Task to carry out >> Look below for the line containing "by every conversion" and the line containing "pub const DEFAULTS: Defaults"; repeat exactly those two lines and all lines between them, and nothing else.

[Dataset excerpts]
# # #
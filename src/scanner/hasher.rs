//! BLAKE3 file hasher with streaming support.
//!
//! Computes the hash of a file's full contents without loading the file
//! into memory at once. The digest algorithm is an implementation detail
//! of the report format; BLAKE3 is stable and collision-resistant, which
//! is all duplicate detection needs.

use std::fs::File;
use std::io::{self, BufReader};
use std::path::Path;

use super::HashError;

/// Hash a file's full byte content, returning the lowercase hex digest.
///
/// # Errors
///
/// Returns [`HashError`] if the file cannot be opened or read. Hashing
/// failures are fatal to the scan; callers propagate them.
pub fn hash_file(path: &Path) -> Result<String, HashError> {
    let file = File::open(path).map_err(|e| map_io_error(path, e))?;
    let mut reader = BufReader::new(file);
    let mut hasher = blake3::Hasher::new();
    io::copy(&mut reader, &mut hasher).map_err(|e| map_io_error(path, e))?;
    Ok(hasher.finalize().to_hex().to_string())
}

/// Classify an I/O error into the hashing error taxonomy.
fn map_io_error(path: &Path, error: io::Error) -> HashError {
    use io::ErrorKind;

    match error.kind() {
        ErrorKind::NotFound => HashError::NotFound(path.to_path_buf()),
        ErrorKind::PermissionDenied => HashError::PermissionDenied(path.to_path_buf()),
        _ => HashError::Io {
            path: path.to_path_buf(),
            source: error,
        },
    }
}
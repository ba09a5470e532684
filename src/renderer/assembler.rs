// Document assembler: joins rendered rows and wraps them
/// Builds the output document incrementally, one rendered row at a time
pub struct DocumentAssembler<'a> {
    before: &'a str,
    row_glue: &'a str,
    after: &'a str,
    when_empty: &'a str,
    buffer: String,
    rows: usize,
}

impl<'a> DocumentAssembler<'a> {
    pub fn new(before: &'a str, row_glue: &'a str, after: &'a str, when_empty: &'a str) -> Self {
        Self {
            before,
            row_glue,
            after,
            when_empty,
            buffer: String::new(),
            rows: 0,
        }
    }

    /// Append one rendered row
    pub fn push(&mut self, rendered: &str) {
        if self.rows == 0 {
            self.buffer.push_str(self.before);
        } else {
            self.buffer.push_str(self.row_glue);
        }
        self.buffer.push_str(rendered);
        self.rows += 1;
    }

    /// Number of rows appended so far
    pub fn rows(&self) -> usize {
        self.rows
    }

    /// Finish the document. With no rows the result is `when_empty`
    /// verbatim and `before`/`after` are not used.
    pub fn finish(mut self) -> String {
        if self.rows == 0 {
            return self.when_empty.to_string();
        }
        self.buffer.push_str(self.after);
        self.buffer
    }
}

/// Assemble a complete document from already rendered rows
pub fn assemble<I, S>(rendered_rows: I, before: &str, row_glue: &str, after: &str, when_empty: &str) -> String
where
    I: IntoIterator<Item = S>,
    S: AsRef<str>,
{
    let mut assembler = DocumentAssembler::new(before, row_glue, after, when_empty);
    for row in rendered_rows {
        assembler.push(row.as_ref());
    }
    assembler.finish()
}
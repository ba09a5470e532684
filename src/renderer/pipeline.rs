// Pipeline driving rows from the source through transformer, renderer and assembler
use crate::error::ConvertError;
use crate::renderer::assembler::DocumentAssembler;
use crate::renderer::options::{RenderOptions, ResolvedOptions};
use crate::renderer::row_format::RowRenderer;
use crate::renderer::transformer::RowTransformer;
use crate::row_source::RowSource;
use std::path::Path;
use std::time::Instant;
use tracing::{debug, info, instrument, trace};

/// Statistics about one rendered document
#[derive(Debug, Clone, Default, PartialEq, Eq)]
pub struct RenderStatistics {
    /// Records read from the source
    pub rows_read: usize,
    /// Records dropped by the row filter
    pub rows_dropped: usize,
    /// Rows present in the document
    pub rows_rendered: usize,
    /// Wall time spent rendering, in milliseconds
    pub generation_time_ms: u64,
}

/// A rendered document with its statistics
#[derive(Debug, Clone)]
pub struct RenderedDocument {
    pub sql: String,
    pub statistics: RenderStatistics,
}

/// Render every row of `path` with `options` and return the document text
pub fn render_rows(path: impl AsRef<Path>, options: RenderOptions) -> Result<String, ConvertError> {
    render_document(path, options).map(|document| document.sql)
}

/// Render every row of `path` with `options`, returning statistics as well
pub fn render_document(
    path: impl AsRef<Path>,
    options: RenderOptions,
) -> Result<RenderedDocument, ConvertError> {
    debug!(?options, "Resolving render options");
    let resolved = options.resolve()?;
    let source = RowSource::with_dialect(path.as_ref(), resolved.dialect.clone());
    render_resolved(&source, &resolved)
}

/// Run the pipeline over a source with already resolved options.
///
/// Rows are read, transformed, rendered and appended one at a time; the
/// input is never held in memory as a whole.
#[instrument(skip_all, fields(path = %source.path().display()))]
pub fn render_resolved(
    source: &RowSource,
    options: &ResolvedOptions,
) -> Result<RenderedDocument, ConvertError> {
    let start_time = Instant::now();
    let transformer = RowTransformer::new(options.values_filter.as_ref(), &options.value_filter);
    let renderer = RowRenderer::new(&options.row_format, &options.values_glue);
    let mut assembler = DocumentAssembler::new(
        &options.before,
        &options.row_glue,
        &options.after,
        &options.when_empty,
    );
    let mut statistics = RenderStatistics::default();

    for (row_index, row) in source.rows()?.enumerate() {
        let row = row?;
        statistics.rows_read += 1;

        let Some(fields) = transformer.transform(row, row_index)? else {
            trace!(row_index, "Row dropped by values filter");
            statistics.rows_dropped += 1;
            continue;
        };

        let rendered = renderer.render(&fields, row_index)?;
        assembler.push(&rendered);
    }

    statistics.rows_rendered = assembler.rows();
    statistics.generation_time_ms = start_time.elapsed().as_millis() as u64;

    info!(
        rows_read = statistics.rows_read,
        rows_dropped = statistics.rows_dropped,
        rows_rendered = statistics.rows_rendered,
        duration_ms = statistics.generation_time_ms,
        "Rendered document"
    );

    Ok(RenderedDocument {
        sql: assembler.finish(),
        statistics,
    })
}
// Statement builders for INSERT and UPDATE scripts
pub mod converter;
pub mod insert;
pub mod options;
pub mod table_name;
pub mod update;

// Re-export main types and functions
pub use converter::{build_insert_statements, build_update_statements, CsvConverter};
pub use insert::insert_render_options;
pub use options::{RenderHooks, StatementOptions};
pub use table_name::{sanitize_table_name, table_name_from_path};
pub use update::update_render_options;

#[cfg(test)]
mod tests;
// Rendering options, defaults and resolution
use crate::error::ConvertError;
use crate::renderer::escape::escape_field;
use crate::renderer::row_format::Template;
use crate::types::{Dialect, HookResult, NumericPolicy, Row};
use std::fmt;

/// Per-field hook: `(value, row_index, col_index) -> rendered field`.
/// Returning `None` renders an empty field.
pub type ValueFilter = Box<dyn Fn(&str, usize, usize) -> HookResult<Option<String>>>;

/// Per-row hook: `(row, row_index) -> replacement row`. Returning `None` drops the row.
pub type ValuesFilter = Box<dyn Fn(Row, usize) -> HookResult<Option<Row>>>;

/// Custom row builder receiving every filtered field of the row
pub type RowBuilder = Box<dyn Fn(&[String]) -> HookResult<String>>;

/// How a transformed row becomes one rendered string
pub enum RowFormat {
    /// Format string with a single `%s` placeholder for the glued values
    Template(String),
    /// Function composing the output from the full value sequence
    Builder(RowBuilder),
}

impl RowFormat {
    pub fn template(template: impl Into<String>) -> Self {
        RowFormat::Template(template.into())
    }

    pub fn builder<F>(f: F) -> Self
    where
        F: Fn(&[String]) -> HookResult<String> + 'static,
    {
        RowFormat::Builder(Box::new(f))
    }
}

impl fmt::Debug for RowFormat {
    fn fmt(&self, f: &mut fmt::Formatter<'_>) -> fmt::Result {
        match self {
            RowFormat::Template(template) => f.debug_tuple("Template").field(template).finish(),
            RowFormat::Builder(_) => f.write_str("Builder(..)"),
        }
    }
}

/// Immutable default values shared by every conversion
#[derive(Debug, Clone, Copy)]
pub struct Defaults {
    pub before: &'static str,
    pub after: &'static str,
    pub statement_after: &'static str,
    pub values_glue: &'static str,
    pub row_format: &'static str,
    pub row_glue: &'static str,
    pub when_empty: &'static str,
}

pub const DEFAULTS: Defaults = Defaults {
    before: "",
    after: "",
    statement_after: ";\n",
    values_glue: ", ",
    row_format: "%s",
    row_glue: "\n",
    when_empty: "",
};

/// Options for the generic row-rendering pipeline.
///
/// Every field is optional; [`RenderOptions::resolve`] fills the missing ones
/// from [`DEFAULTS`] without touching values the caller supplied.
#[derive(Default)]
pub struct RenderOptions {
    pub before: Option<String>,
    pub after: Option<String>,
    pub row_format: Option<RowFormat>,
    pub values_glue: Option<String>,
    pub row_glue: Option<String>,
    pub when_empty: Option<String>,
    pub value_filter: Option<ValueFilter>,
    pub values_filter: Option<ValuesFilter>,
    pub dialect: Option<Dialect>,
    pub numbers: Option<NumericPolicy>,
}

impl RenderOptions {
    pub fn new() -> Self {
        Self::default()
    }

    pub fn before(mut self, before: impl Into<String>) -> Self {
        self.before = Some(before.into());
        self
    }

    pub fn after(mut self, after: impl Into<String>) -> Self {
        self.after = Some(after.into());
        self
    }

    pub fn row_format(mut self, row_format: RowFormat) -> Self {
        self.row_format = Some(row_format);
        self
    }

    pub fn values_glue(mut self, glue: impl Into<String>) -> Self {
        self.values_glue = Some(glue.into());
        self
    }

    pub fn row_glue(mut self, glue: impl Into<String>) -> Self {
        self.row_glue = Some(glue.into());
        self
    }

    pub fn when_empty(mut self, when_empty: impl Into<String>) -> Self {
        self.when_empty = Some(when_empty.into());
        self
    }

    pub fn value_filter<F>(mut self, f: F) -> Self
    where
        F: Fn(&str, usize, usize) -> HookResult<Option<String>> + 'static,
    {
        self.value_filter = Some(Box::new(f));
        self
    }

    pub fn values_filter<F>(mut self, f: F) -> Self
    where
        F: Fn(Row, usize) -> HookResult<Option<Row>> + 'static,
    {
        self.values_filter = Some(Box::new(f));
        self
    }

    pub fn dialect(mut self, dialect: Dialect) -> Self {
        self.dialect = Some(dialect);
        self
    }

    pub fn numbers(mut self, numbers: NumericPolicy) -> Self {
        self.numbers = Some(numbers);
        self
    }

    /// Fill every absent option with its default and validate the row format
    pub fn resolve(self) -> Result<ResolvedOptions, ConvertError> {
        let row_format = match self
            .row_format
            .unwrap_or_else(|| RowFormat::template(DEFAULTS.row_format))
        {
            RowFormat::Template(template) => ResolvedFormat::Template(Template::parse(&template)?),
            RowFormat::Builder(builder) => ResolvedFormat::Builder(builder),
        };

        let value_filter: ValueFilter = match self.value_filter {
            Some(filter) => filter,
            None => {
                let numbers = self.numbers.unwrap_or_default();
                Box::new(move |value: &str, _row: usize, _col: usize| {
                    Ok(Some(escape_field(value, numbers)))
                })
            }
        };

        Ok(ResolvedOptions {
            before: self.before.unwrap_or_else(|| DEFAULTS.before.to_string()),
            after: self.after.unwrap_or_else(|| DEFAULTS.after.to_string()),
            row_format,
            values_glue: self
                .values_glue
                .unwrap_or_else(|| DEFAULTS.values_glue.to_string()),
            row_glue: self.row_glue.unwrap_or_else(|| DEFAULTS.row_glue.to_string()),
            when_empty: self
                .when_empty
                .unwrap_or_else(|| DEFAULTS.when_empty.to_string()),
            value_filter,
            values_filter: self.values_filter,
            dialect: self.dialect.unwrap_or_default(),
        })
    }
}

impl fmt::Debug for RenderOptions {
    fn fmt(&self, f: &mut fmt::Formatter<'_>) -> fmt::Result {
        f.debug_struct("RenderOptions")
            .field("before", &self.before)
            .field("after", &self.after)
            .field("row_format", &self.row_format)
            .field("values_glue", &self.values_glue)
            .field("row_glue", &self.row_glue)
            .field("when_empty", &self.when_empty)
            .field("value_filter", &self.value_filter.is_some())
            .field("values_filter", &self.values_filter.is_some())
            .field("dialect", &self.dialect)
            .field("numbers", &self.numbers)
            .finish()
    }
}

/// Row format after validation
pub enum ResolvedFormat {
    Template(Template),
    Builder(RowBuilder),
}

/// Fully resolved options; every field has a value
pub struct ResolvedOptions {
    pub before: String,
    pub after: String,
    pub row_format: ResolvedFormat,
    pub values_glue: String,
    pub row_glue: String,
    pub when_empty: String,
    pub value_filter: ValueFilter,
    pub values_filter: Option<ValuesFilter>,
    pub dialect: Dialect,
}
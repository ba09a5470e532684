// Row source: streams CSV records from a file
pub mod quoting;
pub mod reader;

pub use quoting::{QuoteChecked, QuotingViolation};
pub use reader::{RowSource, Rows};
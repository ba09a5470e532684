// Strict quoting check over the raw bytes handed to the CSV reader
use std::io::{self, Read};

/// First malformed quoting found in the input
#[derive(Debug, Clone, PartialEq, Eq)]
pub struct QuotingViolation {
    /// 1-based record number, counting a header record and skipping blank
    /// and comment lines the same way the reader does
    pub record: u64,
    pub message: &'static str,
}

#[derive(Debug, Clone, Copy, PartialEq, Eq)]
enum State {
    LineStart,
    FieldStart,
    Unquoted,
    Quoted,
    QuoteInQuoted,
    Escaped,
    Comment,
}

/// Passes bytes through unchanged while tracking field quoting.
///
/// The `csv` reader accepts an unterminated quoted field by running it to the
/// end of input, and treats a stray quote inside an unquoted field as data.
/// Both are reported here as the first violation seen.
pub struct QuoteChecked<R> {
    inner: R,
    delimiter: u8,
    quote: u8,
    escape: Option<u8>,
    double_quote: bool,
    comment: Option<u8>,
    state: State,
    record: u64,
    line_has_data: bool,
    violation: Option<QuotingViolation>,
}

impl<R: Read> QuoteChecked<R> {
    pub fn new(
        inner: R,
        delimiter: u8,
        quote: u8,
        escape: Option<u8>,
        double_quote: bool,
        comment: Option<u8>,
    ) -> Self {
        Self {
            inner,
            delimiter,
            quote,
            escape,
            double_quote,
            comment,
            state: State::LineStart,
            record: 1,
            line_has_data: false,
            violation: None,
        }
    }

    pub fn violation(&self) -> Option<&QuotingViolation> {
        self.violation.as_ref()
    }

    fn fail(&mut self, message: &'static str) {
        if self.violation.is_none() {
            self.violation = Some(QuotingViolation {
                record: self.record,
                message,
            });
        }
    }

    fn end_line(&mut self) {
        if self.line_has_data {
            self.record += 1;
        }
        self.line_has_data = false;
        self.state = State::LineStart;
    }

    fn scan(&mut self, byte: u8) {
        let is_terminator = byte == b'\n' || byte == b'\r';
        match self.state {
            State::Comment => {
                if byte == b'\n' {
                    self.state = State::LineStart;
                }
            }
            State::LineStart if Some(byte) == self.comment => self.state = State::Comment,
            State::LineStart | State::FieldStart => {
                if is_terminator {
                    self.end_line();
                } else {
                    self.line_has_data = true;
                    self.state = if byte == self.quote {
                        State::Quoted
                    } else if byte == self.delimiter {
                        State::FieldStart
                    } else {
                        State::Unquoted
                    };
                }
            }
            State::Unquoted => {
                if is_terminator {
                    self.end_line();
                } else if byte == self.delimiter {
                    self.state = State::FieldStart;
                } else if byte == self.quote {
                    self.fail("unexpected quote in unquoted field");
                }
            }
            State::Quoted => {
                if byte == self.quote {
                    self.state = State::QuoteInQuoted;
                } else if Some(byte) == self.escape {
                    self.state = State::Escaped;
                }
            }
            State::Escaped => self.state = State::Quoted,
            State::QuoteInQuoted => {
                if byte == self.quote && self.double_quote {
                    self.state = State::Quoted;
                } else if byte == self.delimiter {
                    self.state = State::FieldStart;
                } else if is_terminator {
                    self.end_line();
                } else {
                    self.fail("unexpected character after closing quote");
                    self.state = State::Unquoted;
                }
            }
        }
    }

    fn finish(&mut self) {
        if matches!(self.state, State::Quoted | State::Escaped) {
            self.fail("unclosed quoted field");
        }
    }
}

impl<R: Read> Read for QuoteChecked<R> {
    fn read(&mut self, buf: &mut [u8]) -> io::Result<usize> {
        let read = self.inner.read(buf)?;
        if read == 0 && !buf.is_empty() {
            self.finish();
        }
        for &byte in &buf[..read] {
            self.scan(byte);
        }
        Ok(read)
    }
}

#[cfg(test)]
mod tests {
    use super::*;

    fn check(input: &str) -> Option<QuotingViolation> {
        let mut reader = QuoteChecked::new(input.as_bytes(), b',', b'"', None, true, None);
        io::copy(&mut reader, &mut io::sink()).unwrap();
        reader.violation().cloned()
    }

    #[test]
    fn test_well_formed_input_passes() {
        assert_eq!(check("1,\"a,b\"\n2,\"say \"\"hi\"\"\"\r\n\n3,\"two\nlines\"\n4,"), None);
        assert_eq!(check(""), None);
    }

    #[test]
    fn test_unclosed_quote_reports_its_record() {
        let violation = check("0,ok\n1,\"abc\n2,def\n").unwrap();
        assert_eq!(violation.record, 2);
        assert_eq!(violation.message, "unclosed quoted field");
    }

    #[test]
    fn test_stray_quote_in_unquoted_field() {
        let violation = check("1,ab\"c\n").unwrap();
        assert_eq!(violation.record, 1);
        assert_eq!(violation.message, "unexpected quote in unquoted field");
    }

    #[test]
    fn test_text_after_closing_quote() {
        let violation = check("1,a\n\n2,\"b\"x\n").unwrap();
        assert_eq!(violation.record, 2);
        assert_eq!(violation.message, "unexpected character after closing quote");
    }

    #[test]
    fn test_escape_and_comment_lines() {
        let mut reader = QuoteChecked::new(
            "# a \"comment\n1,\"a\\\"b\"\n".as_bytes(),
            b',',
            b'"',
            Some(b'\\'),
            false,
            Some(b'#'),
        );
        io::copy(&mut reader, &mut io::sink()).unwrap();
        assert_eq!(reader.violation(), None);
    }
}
# # #
Task answer >>
/// Immutable default values shared by every conversion
#[derive(Debug, Clone, Copy)]
pub struct Defaults {
    pub before: &'static str,
    pub after: &'static str,
    pub statement_after: &'static str,
    pub values_glue: &'static str,
    pub row_format: &'static str,
    pub row_glue: &'static str,
    pub when_empty: &'static str,
}

pub const DEFAULTS: Defaults = Defaults {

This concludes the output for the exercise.